By Rachael Myers Lowe

Dietary "phytoestrogens" -- plant substances that have weak estrogen-like activity -- have little impact on the risks of developing hormone-sensitive cancers like breast and prostate cancer or colorectal cancers, new research suggests.

In a large study of some 25,000 British adults, researchers failed to find any "significant" differences in cancer risk related to dietary intake of these compounds.

Phytoestrogens are found in a wide range of foods including dairy products, soy foods, cereals, fruits, vegetables, nuts, seeds, coffee and tea. Previous studies have suggested dietary phytoestrogen intake is associated with increased breast cancer risk and reduced colorectal cancer risk in women. The results from earlier studies were hampered, however, by limited data about phytoestrogen content in food.

No previous research has examined the association between phytoestrogen intake and prostate cancer risk.

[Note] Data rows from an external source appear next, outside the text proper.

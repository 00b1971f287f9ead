//! Assemble command: group a flat event list into daily sheets.

use std::io::Write;
use std::path::Path;

use anyhow::{Context, Result};
use hos_core::{Trip, assemble_sheets, events_from_json};

/// Runs the assemble command.
pub fn run<W: Write>(writer: &mut W, events_path: &Path) -> Result<()> {
    let input = std::fs::read_to_string(events_path)
        .with_context(|| format!("failed to read {}", events_path.display()))?;
    let events = events_from_json(&input)
        .with_context(|| format!("failed to parse {}", events_path.display()))?;

    let trip = Trip::new(assemble_sheets(&events));
    writeln!(writer, "{}", serde_json::to_string_pretty(&trip)?)?;
    Ok(())
}
//! Show command: one daily log sheet as a text grid or JSON.

use std::io::Write;

use anyhow::{Result, bail};
use chrono::NaiveDate;
use hos_core::{DailyLog, DutyCategory, NavigatorState, SLOTS_PER_DAY, Trip};

use crate::Config;

/// Width of the row label column.
const LABEL_WIDTH: usize = 12;

/// Width of the totals column.
const TOTAL_WIDTH: usize = 7;

/// Glyphs and sections used when drawing a sheet as text.
#[derive(Debug, Clone, Copy, PartialEq, Eq)]
pub struct GridStyle {
    pub filled: char,
    pub empty: char,
    pub remarks: bool,
}

impl From<&Config> for GridStyle {
    fn from(config: &Config) -> Self {
        Self {
            filled: config.filled,
            empty: config.empty,
            remarks: config.remarks,
        }
    }
}

/// Which sheet to show.
#[derive(Debug, Clone, Copy, PartialEq, Eq)]
pub enum Selection {
    First,
    /// 1-based sheet number.
    Number(usize),
    Date(NaiveDate),
}

impl Selection {
    pub fn from_args(sheet: Option<usize>, date: Option<NaiveDate>) -> Self {
        match (sheet, date) {
            (_, Some(date)) => Self::Date(date),
            (Some(number), None) => Self::Number(number),
            (None, None) => Self::First,
        }
    }
}

/// Builds a navigator positioned on the requested sheet.
pub fn navigate(trip: Trip, selection: Selection) -> Result<NavigatorState> {
    let nav = NavigatorState::new(trip.logsheets);
    if nav.is_empty() {
        bail!("trip has no log sheets");
    }

    match selection {
        Selection::First => Ok(nav),
        Selection::Number(number) => {
            if number == 0 || number > nav.len() {
                bail!("sheet {number} out of range (trip has {} sheets)", nav.len());
            }
            Ok(nav.go_to(number - 1))
        }
        Selection::Date(date) => {
            if !nav.sheets().iter().any(|sheet| sheet.date == date) {
                bail!("no sheet for {date}");
            }
            Ok(nav.go_to_date(date))
        }
    }
}

/// Builds the ruler of hour labels, four hour columns wide each.
fn hour_ruler() -> String {
    (0..24).map(|hour| format!("{hour:02}  ")).collect()
}

fn row_glyphs(log: &DailyLog, category: DutyCategory, style: &GridStyle) -> String {
    log.grid
        .row(category)
        .iter()
        .map(|active| if *active { style.filled } else { style.empty })
        .collect()
}

/// Draws a daily log: header, hour ruler, one row per category, totals, remarks.
pub fn write_daily_log<W: Write>(
    writer: &mut W,
    log: &DailyLog,
    style: &GridStyle,
    position: Option<&str>,
) -> std::io::Result<()> {
    let header = log.header();
    writeln!(writer, "Driver's Daily Log")?;
    writeln!(
        writer,
        "Date: {}  Month: {}  Day: {}  Year: {}",
        header.date, header.month, header.weekday, header.year
    )?;
    if let Some(position) = position {
        writeln!(writer, "{position}")?;
    }
    writeln!(writer)?;

    writeln!(
        writer,
        "{:<LABEL_WIDTH$}{}{:>TOTAL_WIDTH$}",
        "HOURS",
        hour_ruler(),
        "Total"
    )?;
    for category in DutyCategory::ALL {
        writeln!(
            writer,
            "{:<LABEL_WIDTH$}{}{:>TOTAL_WIDTH$}",
            category.row_label(),
            row_glyphs(log, category, style),
            log.totals.get(category).to_string()
        )?;
    }
    writeln!(
        writer,
        "{:<width$}{:>TOTAL_WIDTH$}",
        "TOTAL",
        log.totals.grand_total().to_string(),
        width = LABEL_WIDTH + SLOTS_PER_DAY
    )?;

    if style.remarks {
        writeln!(writer)?;
        if log.remarks.is_empty() {
            writeln!(writer, "Remarks: none")?;
        } else {
            writeln!(writer, "Remarks: {}", log.remarks)?;
        }
    }

    Ok(())
}

/// Runs the show command.
pub fn run<W: Write>(
    writer: &mut W,
    trip: Trip,
    selection: Selection,
    json: bool,
    config: &Config,
) -> Result<()> {
    let nav = navigate(trip, selection)?;
    let Some(log) = nav.select() else {
        bail!("trip has no log sheets");
    };

    if json {
        writeln!(writer, "{}", serde_json::to_string_pretty(&log)?)?;
    } else {
        write_daily_log(writer, &log, &GridStyle::from(config), Some(&nav.position_label()))?;
    }

    Ok(())
}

In the current study, reported in the American Journal of Clinical Nutrition, researchers assigned phytoestrogen values to nearly 11,000 foods following chemical analyses. For the first time, phytoestrogen values were assigned to animal products.

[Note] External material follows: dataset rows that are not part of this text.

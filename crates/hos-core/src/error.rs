//! Errors raised while reading planner documents.
//!
//! The grid engine itself never fails; these only cover documents that are
//! not valid JSON or do not have the expected shape.

use thiserror::Error;

#[derive(Debug, Error)]
pub enum DocumentError {
    /// The trip document could not be decoded.
    #[error("invalid trip document: {0}")]
    Trip(#[source] serde_json::Error),

    /// The flat event list could not be decoded.
    #[error("invalid event list: {0}")]
    Events(#[source] serde_json::Error),
}
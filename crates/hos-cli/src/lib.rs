//! Daily log sheet CLI library.
//!
//! This crate provides the CLI interface for the duty-status log engine.

mod cli;
pub mod commands;
mod config;

pub use cli::{Cli, Commands, TripArg};
pub use config::{Config, OutputFormat};
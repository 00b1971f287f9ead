//! Recap totals computed from a duty grid.

use std::fmt;

use serde::ser::SerializeStruct;
use serde::{Serialize, Serializer};

use crate::category::DutyCategory;
use crate::grid::{DutyGrid, SLOT_MINUTES};

/// A duration measured in whole quarter-hours, displayed as `H:MM`.
#[derive(Debug, Clone, Copy, Default, PartialEq, Eq, PartialOrd, Ord)]
pub struct HoursMinutes {
    quarters: usize,
}

impl HoursMinutes {
    pub const ZERO: Self = Self { quarters: 0 };

    pub const fn from_quarters(quarters: usize) -> Self {
        Self { quarters }
    }

    pub const fn quarters(self) -> usize {
        self.quarters
    }

    pub const fn total_minutes(self) -> usize {
        self.quarters * SLOT_MINUTES as usize
    }

    pub const fn hours(self) -> usize {
        self.total_minutes() / 60
    }

    pub const fn minutes(self) -> usize {
        self.total_minutes() % 60
    }
}

impl fmt::Display for HoursMinutes {
    fn fmt(&self, f: &mut fmt::Formatter<'_>) -> fmt::Result {
        write!(f, "{}:{:02}", self.hours(), self.minutes())
    }
}

impl Serialize for HoursMinutes {
    fn serialize<S>(&self, serializer: S) -> Result<S::Ok, S::Error>
    where
        S: Serializer,
    {
        serializer.collect_str(self)
    }
}

/// Per-category durations plus the grand total.
///
/// The grand total is the sum of the four category counts, so overlapping
/// events in different categories can push it past `24:00`.
#[derive(Debug, Clone, Copy, Default, PartialEq, Eq)]
pub struct Totals {
    by_category: [HoursMinutes; 4],
    grand_total: HoursMinutes,
}

impl Totals {
    /// Duration recorded for one category.
    pub const fn get(&self, category: DutyCategory) -> HoursMinutes {
        self.by_category[category.row()]
    }

    pub const fn grand_total(&self) -> HoursMinutes {
        self.grand_total
    }
}

impl Serialize for Totals {
    fn serialize<S>(&self, serializer: S) -> Result<S::Ok, S::Error>
    where
        S: Serializer,
    {
        let mut state = serializer.serialize_struct("Totals", 5)?;
        for category in DutyCategory::ALL {
            state.serialize_field(category.as_str(), &self.get(category))?;
        }
        state.serialize_field("grand_total", &self.grand_total)?;
        state.end()
    }
}

/// Counts marked slots per category and sums them into a grand total.
pub fn aggregate(grid: &DutyGrid) -> Totals {
    let by_category = DutyCategory::ALL.map(|category| HoursMinutes::from_quarters(grid.quarter_count(category)));
    let grand_total = HoursMinutes::from_quarters(by_category.iter().map(|d| d.quarters()).sum());
    Totals {
        by_category,
        grand_total,
    }
}

#[cfg(test)]
mod tests {
    use super::*;
    use crate::event::Event;
    use crate::grid::map_events;

    fn totals_for(events: &[Event]) -> Totals {
        aggregate(&map_events(events))
    }

    #[test]
    fn display_hours_and_minutes() {
        assert_eq!(HoursMinutes::from_quarters(10).to_string(), "2:30");
        assert_eq!(HoursMinutes::from_quarters(4).to_string(), "1:00");
        assert_eq!(HoursMinutes::from_quarters(96).to_string(), "24:00");
        assert_eq!(HoursMinutes::from_quarters(101).to_string(), "25:15");
    }

    #[test]
    fn display_under_an_hour_keeps_zero_hours() {
        assert_eq!(HoursMinutes::from_quarters(1).to_string(), "0:15");
        assert_eq!(HoursMinutes::from_quarters(3).to_string(), "0:45");
        assert_eq!(HoursMinutes::ZERO.to_string(), "0:00");
    }

    #[test]
    fn empty_grid_totals_are_zero() {
        let totals = totals_for(&[]);
        for category in DutyCategory::ALL {
            assert_eq!(totals.get(category).to_string(), "0:00");
        }
        assert_eq!(totals.grand_total().to_string(), "0:00");
    }

    #[test]
    fn start_only_event_is_a_quarter_hour() {
        let totals = totals_for(&[Event::new("2024-01-01T05:00:00Z", None::<String>, "sleeper")]);
        assert_eq!(totals.get(DutyCategory::Sleeper).to_string(), "0:15");
        assert_eq!(totals.grand_total().to_string(), "0:15");
    }

    #[test]
    fn two_and_a_half_hours_on_duty() {
        let totals = totals_for(&[Event::new(
            "2024-01-01T08:00:00Z",
            Some("2024-01-01T10:30:00Z"),
            "on_duty",
        )]);
        assert_eq!(totals.get(DutyCategory::OnDuty).to_string(), "2:30");
        assert_eq!(totals.get(DutyCategory::Driving).to_string(), "0:00");
    }

    #[test]
    fn grand_total_sums_overlapping_categories() {
        let totals = totals_for(&[
            Event::new("2024-01-01T00:00:00Z", Some("2024-01-01T23:45:00Z"), "off_duty"),
            Event::new("2024-01-01T08:00:00Z", Some("2024-01-01T12:00:00Z"), "driving"),
        ]);
        assert_eq!(totals.get(DutyCategory::OffDuty).to_string(), "23:45");
        assert_eq!(totals.get(DutyCategory::Driving).to_string(), "4:00");
        assert_eq!(totals.grand_total().quarters(), 95 + 16);
        assert_eq!(totals.grand_total().to_string(), "27:45");
    }

    #[test]
    fn serializes_display_strings() {
        let totals = totals_for(&[Event::new(
            "2024-01-01T06:00:00Z",
            Some("2024-01-01T08:00:00Z"),
            "driving",
        )]);
        let json = serde_json::to_string(&totals).unwrap();
        insta::assert_snapshot!(json, @r#"{"off_duty":"0:00","sleeper":"0:00","driving":"2:00","on_duty":"0:00","grand_total":"2:00"}"#);
    }
}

Unlike plants, which themselves contain phytoestrogens, phytoestrogens are generated by the digestion of animal products like meat and dairy products by microbes in the gut, the researchers explain.

Phytoestrogen consumption was estimated for cancer-free adult participants in the European Prospective Investigation into Cancer and Nutrition - Norfolk (EPIC-Norfolk). EPIC-Norfolk participants, recruited between 1993 and 1997, filled out a diet diary for a week and provided information about age, height, weight, smoking, aspirin use, menopausal status, and family history of cancer among other things.

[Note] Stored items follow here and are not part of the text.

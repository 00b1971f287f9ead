//! Duty-status events as delivered by the trip planner.

use chrono::{DateTime, NaiveDate, NaiveDateTime, Utc};
use serde::{Deserialize, Deserializer, Serialize};
use serde_json::Value;

use crate::category::{DutyCategory, classify};

/// Naive datetime layouts accepted after RFC 3339. Interpreted as UTC.
const NAIVE_FORMATS: [&str; 3] = ["%Y-%m-%dT%H:%M:%S%.f", "%Y-%m-%d %H:%M:%S%.f", "%Y-%m-%dT%H:%M"];

/// One duty-status interval.
///
/// Timestamps are kept as the raw strings received so that a malformed value
/// only excludes this event from the grid instead of failing the whole
/// document.
#[derive(Debug, Clone, Default, PartialEq, Eq, Serialize, Deserialize)]
pub struct Event {
    /// Interval start (ISO 8601).
    #[serde(default, deserialize_with = "lenient_timestamp")]
    pub start_time: Option<String>,

    /// Interval end (ISO 8601). Absent means a single quarter-hour.
    #[serde(
        default,
        deserialize_with = "lenient_timestamp",
        skip_serializing_if = "Option::is_none"
    )]
    pub end_time: Option<String>,

    /// Free-text status label, classified into a [`DutyCategory`].
    #[serde(default)]
    pub status: String,

    /// Display form of the status used in remarks.
    #[serde(default, skip_serializing_if = "Option::is_none")]
    pub status_display: Option<String>,

    #[serde(default, skip_serializing_if = "Option::is_none")]
    pub note: Option<String>,

    /// Global ordering assigned by the planner.
    #[serde(default, skip_serializing_if = "Option::is_none")]
    pub order_index: Option<i64>,
}

/// Accepts any JSON value for a timestamp field. Non-strings become `None`.
fn lenient_timestamp<'de, D>(deserializer: D) -> Result<Option<String>, D::Error>
where
    D: Deserializer<'de>,
{
    Ok(match Value::deserialize(deserializer)? {
        Value::String(s) => Some(s),
        _ => None,
    })
}

impl Event {
    /// Creates an event with a start, optional end and status.
    pub fn new(
        start_time: impl Into<String>,
        end_time: Option<impl Into<String>>,
        status: impl Into<String>,
    ) -> Self {
        Self {
            start_time: Some(start_time.into()),
            end_time: end_time.map(Into::into),
            status: status.into(),
            ..Self::default()
        }
    }

    /// Attaches a remark note.
    #[must_use]
    pub fn with_note(mut self, note: impl Into<String>) -> Self {
        self.note = Some(note.into());
        self
    }

    /// The grid row this event writes to.
    pub fn category(&self) -> DutyCategory {
        classify(&self.status)
    }

    /// Status text shown in remarks, falling back to the category's name.
    pub fn status_label(&self) -> &str {
        match self.status_display.as_deref() {
            Some(display) if !display.is_empty() => display,
            _ => self.category().display_name(),
        }
    }
}

/// An event that can be placed on the duty grid.
///
/// This trait allows the grid mapper to work with different event
/// representations (e.g., [`Event`] or test fixtures).
pub trait GridEvent {
    /// Parsed start, or `None` if missing or unparseable.
    fn start(&self) -> Option<DateTime<Utc>>;

    /// Parsed end, or `None` if missing or unparseable.
    fn end(&self) -> Option<DateTime<Utc>>;

    /// The raw status label.
    fn status(&self) -> &str;
}

impl GridEvent for Event {
    fn start(&self) -> Option<DateTime<Utc>> {
        self.start_time.as_deref().and_then(parse_timestamp)
    }

    fn end(&self) -> Option<DateTime<Utc>> {
        self.end_time.as_deref().and_then(parse_timestamp)
    }

    fn status(&self) -> &str {
        &self.status
    }
}

/// Parses an ISO 8601 timestamp into UTC.
///
/// Supports:
/// - RFC 3339 with offset: "2024-01-01T08:00:00-05:00" (normalized to UTC)
/// - Naive datetime: "2024-01-01T08:00:00", "2024-01-01 08:00:00.5" (taken as UTC)
/// - Bare date: "2024-01-01" (UTC midnight)
pub fn parse_timestamp(s: &str) -> Option<DateTime<Utc>> {
    let s = s.trim();
    if s.is_empty() {
        return None;
    }

    if let Ok(dt) = DateTime::parse_from_rfc3339(s) {
        return Some(dt.with_timezone(&Utc));
    }

    for format in NAIVE_FORMATS {
        if let Ok(naive) = NaiveDateTime::parse_from_str(s, format) {
            return Some(naive.and_utc());
        }
    }

    NaiveDate::parse_from_str(s, "%Y-%m-%d")
        .ok()
        .and_then(|date| date.and_hms_opt(0, 0, 0))
        .map(|naive| naive.and_utc())
}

Cancers that developed within 12 months of study recruitment were identified from a cancer registry totaling 244 breast cancers, 221 colorectal cancers, and 204 prostate cancers. The diets and other relevant information from those who developed cancer were compared to information from other participants (controls) who did not develop cancer.

While acknowledging more study is needed, the authors concluded that there is "little evidence" that phytoestrogen intake is "associated with subsequent risk of breast or prostate cancer."

However, phytoestrogens found in eggs and dairy products "may influence the risk of prostate cancer and colon cancer in women," they report.

The associations are weak and without further study do not warrant changes in diet, lead investigator Heather Ward, of the MRC Center for Nutrition and Cancer in the Department of Public Health and Primary Care at Strangeways Research Laboratory in Cambridge, England, told Reuters Health.

"The results of the present study do not suggest that anyone should alter their phytoestrogen intake, in part because the majority of the associations between phytoestrogen intake and cancer risk were not significant," the doctoral candidate wrote in an email.

"It is worth noting that phytoestrogen intake within an Asian-style diet is more than ten-fold greater than in Western diets, without evidence of an increase in cancer risk," she added.

Because phytoestrogen consumption is on the rise in Britain, the authors urge further monitoring because "the relation between phytoestrogen and cancer may change over time."